As an aside, I have to admit that in order to interest you I've had to get more creative with these posts as I'm no longer visiting care homes and hospitals and interacting with interesting people in the field. So now I'm just touring cities and talking about whatever comes to mind.
Anyway, today Sej and I were very lucky to have our very own tour guide, Kiran. Kiran is a family friend of Renu Aunty (a family friend of my parents), with whom we are staying while we're here in Mumbai. Kiran showed us the major universities of Mumbai, including St. Xavier's, Bombay University, and Jai Hind College. It was interesting to see how different they all are.
We also got to see some of the architecture typical of the city. It is distinctly different from any other city I've seen in India (and by now I feel like I've seen many). It's heavily influenced by the British. Train stations look like churches, with tall steeples and intricacies that you'd never expect from a simple public transportation building. The buildings are very very old, but surprisingly still standing despite 150 years (give or take) of wear and tear. Not all the buildings are old; there are so many high rises being built in the city, too. From apartments to corporate offices, Mumbai's skyline is rapidly growing. The mix of old and new buildings is interesting to see...more of that contrast/disparity we always talk about.
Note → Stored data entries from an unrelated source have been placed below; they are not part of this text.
impl ServerConfig {
    /// Load configuration from environment variables.
    ///
    /// Calls `dotenvy::dotenv()` to load from `.env` file if present.
    ///
    /// # Errors
    ///
    /// Returns `ConfigError` if required variables are missing or invalid, or
    /// if the production self-check fails (weak/missing secrets, empty origin
    /// allow-list).
    pub fn from_env() -> Result<Self, ConfigError> {
        // Load .env file if present (ignore errors if not found)
        let _ = dotenvy::dotenv();

        let mode = RuntimeMode::parse(&get_env_or_default("SCREENFIX_ENV", "development"))?;
        let database_url = get_database_url("SCREENFIX_DATABASE_URL")?;
        let host = get_env_or_default("SCREENFIX_HOST", "127.0.0.1")
            .parse::<IpAddr>()
            .map_err(|e| ConfigError::InvalidEnvVar("SCREENFIX_HOST".to_string(), e.to_string()))?;
        let port = get_env_or_default("SCREENFIX_PORT", "4000")
            .parse::<u16>()
            .map_err(|e| ConfigError::InvalidEnvVar("SCREENFIX_PORT".to_string(), e.to_string()))?;

        let owner = match (
            get_optional_env("SCREENFIX_OWNER_USERNAME"),
            get_optional_env("SCREENFIX_OWNER_PASSWORD"),
        ) {
            (Some(username), Some(password)) => Some(OwnerCredentials {
                username,
                password: SecretString::from(password),
            }),
            _ => None,
        };

        let jwt_secret = get_optional_env("SCREENFIX_JWT_SECRET").map(SecretString::from);
        let webhook_secret = get_optional_env("SCREENFIX_WEBHOOK_SECRET").map(SecretString::from);
        let allowed_origins = parse_origin_list(&get_env_or_default("SCREENFIX_ALLOWED_ORIGINS", ""));
        let webhook_enabled = get_env_or_default("SCREENFIX_WEBHOOK_ENABLED", "false") == "true";
        let sentry_dsn = get_optional_env("SENTRY_DSN");

        let config = Self {
            mode,
            database_url,
            host,
            port,
            owner,
            jwt_secret,
            webhook_secret,
            allowed_origins,
            webhook_enabled,
            sentry_dsn,
        };
        config.validate()?;
        Ok(config)
    }

    /// Startup self-check.
    ///
    /// Development accepts partial configuration (missing owner credential or
    /// signing secret degrades the owner endpoints to `not_configured`).
    /// Production refuses to start with missing or weak secrets or an empty
    /// origin allow-list, so the process fails closed by construction.
    ///
    /// # Errors
    ///
    /// Returns `ConfigError` describing the first failed check.
    pub fn validate(&self) -> Result<(), ConfigError> {
        if !self.mode.is_production() {
            return Ok(());
        }

        let Some(owner) = &self.owner else {
            return Err(ConfigError::MissingEnvVar(
                "SCREENFIX_OWNER_USERNAME/SCREENFIX_OWNER_PASSWORD".to_string(),
            ));
        };
        validate_owner_password(owner.password.expose_secret(), "SCREENFIX_OWNER_PASSWORD")?;

        let Some(jwt_secret) = &self.jwt_secret else {
            return Err(ConfigError::MissingEnvVar("SCREENFIX_JWT_SECRET".to_string()));
        };
        validate_signing_secret(jwt_secret.expose_secret(), "SCREENFIX_JWT_SECRET")?;

        if self.allowed_origins.is_empty() {
            return Err(ConfigError::InvalidEnvVar(
                "SCREENFIX_ALLOWED_ORIGINS".to_string(),
                "must list at least one origin in production".to_string(),
            ));
        }

        Ok(())
    }

    /// Returns the socket address for binding the server.
    #[must_use]
    pub const fn socket_addr(&self) -> SocketAddr {
        SocketAddr::new(self.host, self.port)
    }
}

// =============================================================================
// Helper Functions
// =============================================================================

/// Get database URL with fallback to generic `DATABASE_URL`.
fn get_database_url(primary_key: &str) -> Result<SecretString, ConfigError> {
    if let Ok(value) = std::env::var(primary_key) {
        return Ok(SecretString::from(value));
    }
    if let Ok(value) = std::env::var("DATABASE_URL") {
        return Ok(SecretString::from(value));
    }
    Err(ConfigError::MissingEnvVar(primary_key.to_string()))
}

/// Get an optional environment variable.
fn get_optional_env(key: &str) -> Option<String> {
    std::env::var(key).ok()
}

/// Get an environment variable with a default value.
fn get_env_or_default(key: &str, default: &str) -> String {
    std::env::var(key).unwrap_or_else(|_| default.to_string())
}

/// Split a comma-separated origin list, dropping empty entries.
fn parse_origin_list(raw: &str) -> Vec<String> {
    raw.split(',')
        .map(str::trim)
        .filter(|s| !s.is_empty())
        .map(|s| s.trim_end_matches('/').to_string())
        .collect()
}

/// Calculate Shannon entropy in bits per character.
fn shannon_entropy(s: &str) -> f64 {
    if s.is_empty() {
        return 0.0;
    }

    let mut freq: HashMap<char, usize> = HashMap::new();
    for c in s.chars() {
        *freq.entry(c).or_insert(0) += 1;
    }

    #[allow(clippy::cast_precision_loss)] // String length will never exceed f64 precision
    let len = s.len() as f64;
    freq.values()
        .map(|&count| {
            #[allow(clippy::cast_precision_loss)] // Character count will never exceed f64 precision
            let p = count as f64 / len;
            -p * p.log2()
        })
        .sum()
}

/// Validate that a secret is not a placeholder and has sufficient entropy.
fn validate_secret_strength(secret: &str, var_name: &str) -> Result<(), ConfigError> {
    let lower = secret.to_lowercase();

    // Check blocklist
    for pattern in PLACEHOLDER_PATTERNS {
        if lower.contains(pattern) {
            return Err(ConfigError::InsecureSecret(
                var_name.to_string(),
                format!("appears to be a placeholder (contains '{pattern}')"),
            ));
        }
    }

    // Check entropy (real secrets like API keys have high entropy)
    let entropy = shannon_entropy(secret);
    if entropy < MIN_ENTROPY_BITS_PER_CHAR {
        return Err(ConfigError::InsecureSecret(
            var_name.to_string(),
            format!(
                "entropy too low ({entropy:.2} bits/char, need >= {MIN_ENTROPY_BITS_PER_CHAR:.1}). Use a randomly generated secret."
            ),
        ));
    }

    Ok(())
}

/// Validate the token-signing secret: minimum length plus strength.
fn validate_signing_secret(secret: &str, var_name: &str) -> Result<(), ConfigError> {
    if secret.len() < MIN_JWT_SECRET_LENGTH {
        return Err(ConfigError::InsecureSecret(
            var_name.to_string(),
            format!(
                "must be at least {} characters (got {})",
                MIN_JWT_SECRET_LENGTH,
                secret.len()
            ),
        ));
    }
    validate_secret_strength(secret, var_name)
}

/// Validate the owner password: minimum length and not a common password.
fn validate_owner_password(password: &str, var_name: &str) -> Result<(), ConfigError> {
    if password.len() < MIN_OWNER_PASSWORD_LENGTH {
        return Err(ConfigError::InsecureSecret(
            var_name.to_string(),
            format!(
                "must be at least {} characters (got {})",
                MIN_OWNER_PASSWORD_LENGTH,
                password.len()
            ),
        ));
    }

    let lower = password.to_lowercase();
    if COMMON_PASSWORDS.contains(&lower.as_str()) {
        return Err(ConfigError::InsecureSecret(
            var_name.to_string(),
            "matches a common-password blocklist entry".to_string(),
        ));
    }

    Ok(())
}

#[cfg(test)]
#[allow(clippy::unwrap_used)]
mod tests {
    use super::*;

    fn base_config(mode: RuntimeMode) -> ServerConfig {
        ServerConfig {
            mode,
            database_url: SecretString::from("postgres://localhost/test"),
            host: "127.0.0.1".parse().unwrap(),
            port: 4000,
            owner: Some(OwnerCredentials {
                username: "owner".to_string(),
                password: SecretString::from("kY7#vQ2pL!xW9z"),
            }),
            jwt_secret: Some(SecretString::from("aB3$xY9!mK2@nL5#pQ7&rT0*uW4^zC6dE8")),
            webhook_secret: None,
            allowed_origins: vec!["https://booking.screenfix.example".to_string()],
            webhook_enabled: false,
            sentry_dsn: None,
        }
    }

    #[test]
    fn test_mode_parse() {
        assert_eq!(
            RuntimeMode::parse("development").unwrap(),
            RuntimeMode::Development
        );
        assert_eq!(
            RuntimeMode::parse("production").unwrap(),
            RuntimeMode::Production
        );
        assert!(RuntimeMode::parse("staging").is_err());
    }

    #[test]
    fn test_shannon_entropy_single_char() {
        // All same character = 0 entropy
        assert!((shannon_entropy("aaaaaaa") - 0.0).abs() < f64::EPSILON);
    }

    #[test]
    fn test_shannon_entropy_high() {
        // Random-looking string should have high entropy
        let entropy = shannon_entropy("aB3$xY9!mK2@nL5#");
        assert!(entropy > 3.3);
    }

    #[test]
    fn test_validate_secret_strength_placeholder() {
        let result = validate_secret_strength("your-api-key-here", "TEST_VAR");
        assert!(result.is_err());
        let err = result.unwrap_err();
        assert!(matches!(err, ConfigError::InsecureSecret(_, _)));
    }

    #[test]
    fn test_validate_secret_strength_low_entropy() {
        let result = validate_secret_strength("aaaaaaaaaaaaaaaaaaaaaaaaaaaaaaaaa", "TEST_VAR");
        assert!(result.is_err());
    }

    #[test]
    fn test_validate_signing_secret_too_short() {
        let result = validate_signing_secret("short", "TEST_VAR");
        assert!(result.is_err());
    }

    #[test]
    fn test_validate_signing_secret_valid() {
        let result = validate_signing_secret("aB3$xY9!mK2@nL5#pQ7&rT0*uW4^zC6dE8", "TEST_VAR");
        assert!(result.is_ok());
    }

    #[test]
    fn test_validate_owner_password_too_short() {
        let result = validate_owner_password("short", "TEST_VAR");
        assert!(result.is_err());
    }

    #[test]
    fn test_validate_owner_password_common() {
        let result = validate_owner_password("Password123", "TEST_VAR");
        assert!(result.is_err());
    }

    #[test]
    fn test_validate_owner_password_valid() {
        let result = validate_owner_password("kY7#vQ2pL!xW9z", "TEST_VAR");
        assert!(result.is_ok());
    }

    #[test]
    fn test_parse_origin_list() {
        let origins =
            parse_origin_list(" https://a.example , https://b.example/ ,, https://c.example");
        assert_eq!(
            origins,
            vec![
                "https://a.example".to_string(),
                "https://b.example".to_string(),
                "https://c.example".to_string(),
            ]
        );
        assert!(parse_origin_list("").is_empty());
    }

    #[test]
    fn test_validate_development_accepts_partial_config() {
        let config = ServerConfig {
            owner: None,
            jwt_secret: None,
            allowed_origins: Vec::new(),
            ..base_config(RuntimeMode::Development)
        };
        assert!(config.validate().is_ok());
    }

    #[test]
    fn test_validate_production_requires_owner() {
        let config = ServerConfig {
            owner: None,
            ..base_config(RuntimeMode::Production)
        };
        assert!(matches!(
            config.validate(),
            Err(ConfigError::MissingEnvVar(_))
        ));
    }

    #[test]
    fn test_validate_production_rejects_weak_owner_password() {
        let config = ServerConfig {
            owner: Some(OwnerCredentials {
                username: "owner".to_string(),
                password: SecretString::from("letmein123"),
            }),
            ..base_config(RuntimeMode::Production)
        };
        assert!(matches!(
            config.validate(),
            Err(ConfigError::InsecureSecret(_, _))
        ));
    }

    #[test]
    fn test_validate_production_requires_origins() {
        let config = ServerConfig {
            allowed_origins: Vec::new(),
            ..base_config(RuntimeMode::Production)
        };
        assert!(matches!(
            config.validate(),
            Err(ConfigError::InvalidEnvVar(_, _))
        ));
    }

    #[test]
    fn test_validate_production_ok() {
        assert!(base_config(RuntimeMode::Production).validate().is_ok());
    }

    #[test]
    fn test_socket_addr() {
        let config = base_config(RuntimeMode::Development);
        let addr = config.socket_addr();
        assert_eq!(addr.ip().to_string(), "127.0.0.1");
        assert_eq!(addr.port(), 4000);
    }

    #[test]
    fn test_owner_credentials_debug_redacts_password() {
        let owner = OwnerCredentials {
            username: "owner".to_string(),
            password: SecretString::from("super_secret_password_value"),
        };

        let debug_output = format!("{owner:?}");
        assert!(debug_output.contains("owner"));
        assert!(debug_output.contains("[REDACTED]"));
        assert!(!debug_output.contains("super_secret_password_value"));
    }
}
To get around, we relied on public transportation, which was an experience in itself (especially in the pouring rain!). We took the bus to the center of town, and a train to get back home (we live in a residential area of Mumbai). The bus was very convenient, and since it's Sunday, we didn't have to deal with the usual full frontal assault that is an Indian bus ride (Kiran agrees...she says that you come out of the bus half-raped, usually). The state of the trains is really bad, but it's so convenient that what it lacks in beauty, it makes up for (somewhat) in usability. However, Kiran told us that she's seen dead bodies on the train, because they are so packed during the weekdays that there isn't enough room for all the riders. They fall off the train onto the tracks. Another public health concern in a country that has more than its share.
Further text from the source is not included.